For articles published in VISUAL LEGAL ANALYTICA, you may refer to the editorial guidelines for more information.

Writer's pictureParvathy Arun

The 'Algorithmic' Sophistry of High Frequency Trading in India's Derivatives Market

The author is a Research Intern at the Indian Society of Artificial Intelligence and Law as October 2024.

 

A recent study conducted by the market regulator of the country, the Securities and Exchange Board of India (SEBI), shed light on tectonic disparities in the market space concerning equity derivatives. Per the study, the utilisation of algorithm trading for the purposes of proprietary trading and that of foreign funds resulted in gross profits that totalled an amount of ₹588.4 billion ($7 billion) from having traded in the equity derivates of Indian markets in the Financial Year that ended on March’24.[1]

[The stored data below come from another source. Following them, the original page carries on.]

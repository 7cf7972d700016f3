//! API routes module

pub mod health;
pub mod items;

use axum::Router;

use crate::state::AppState;

/// Create all API routes, mounted at the root by `create_router`
pub fn routes(state: &AppState) -> Router {
    Router::new()
        .nest("/items", items::router(state))
        .merge(health::router(state.clone()))
}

However, it was noted that in a disparate stark contrast, several individual traders faced monumental consequential losses.


The study further detailed that almost 93% of the individual traders had suffered losses in the Equity Futures and Options (F&O) Segment, in the preceding three years, that is, from the financial years of 2022 to 2024; the aggregate losses totalling to an amount exceeding ₹1.8 lakh crore.

Notably, in the immediately preceding Financial Year [2023 – March 2024] alone, the net losses incurred among individual traders approximated an amount of ₹75,000 crore.


The findings of SEBI underscore the challenges faced by individual traders when the former is having to compete against a more technologically furthered, well-funded entity in the market space of derivatives. The insight clearly contends that institutional entities that have inculcated algo-trading strategies have a clear competitive edge over those who lack the former, i.e., individual traders.



Understanding the Intricacies of Algorithm Trading


High-Frequency Trading refers to the over-arching aspect of algorithm trading which is latency sensitive and done through the medium of an automated platform, that essentially focuses on trading. The same is facilitated through advanced computational systems that are technically capable of executing large orders ate a more efficient speed in order to achieve optimal prices at a level humans cannot match.


The dominancy of algorithms in the domain of the global landscape of financial markets, have had an exponential growth the past decade. High-frequency trading (HFT) algorithms, aim at the execution of trades within fractions of a second.


This high-speed computational system places institutional investors at a more profitable and higher pedestal than individual traders, who typically place reliance on manual trading strategies and consequently have an evident lack access in sophisticated analytics and real-time processing trading systems.

Furthermore, HFT allows traders to trade a larger amount of shares frequently, by processing differences within marginal prices in split of a second, thereafter ensuring accuracy in the executing of a trade and enhancement of market liquidity.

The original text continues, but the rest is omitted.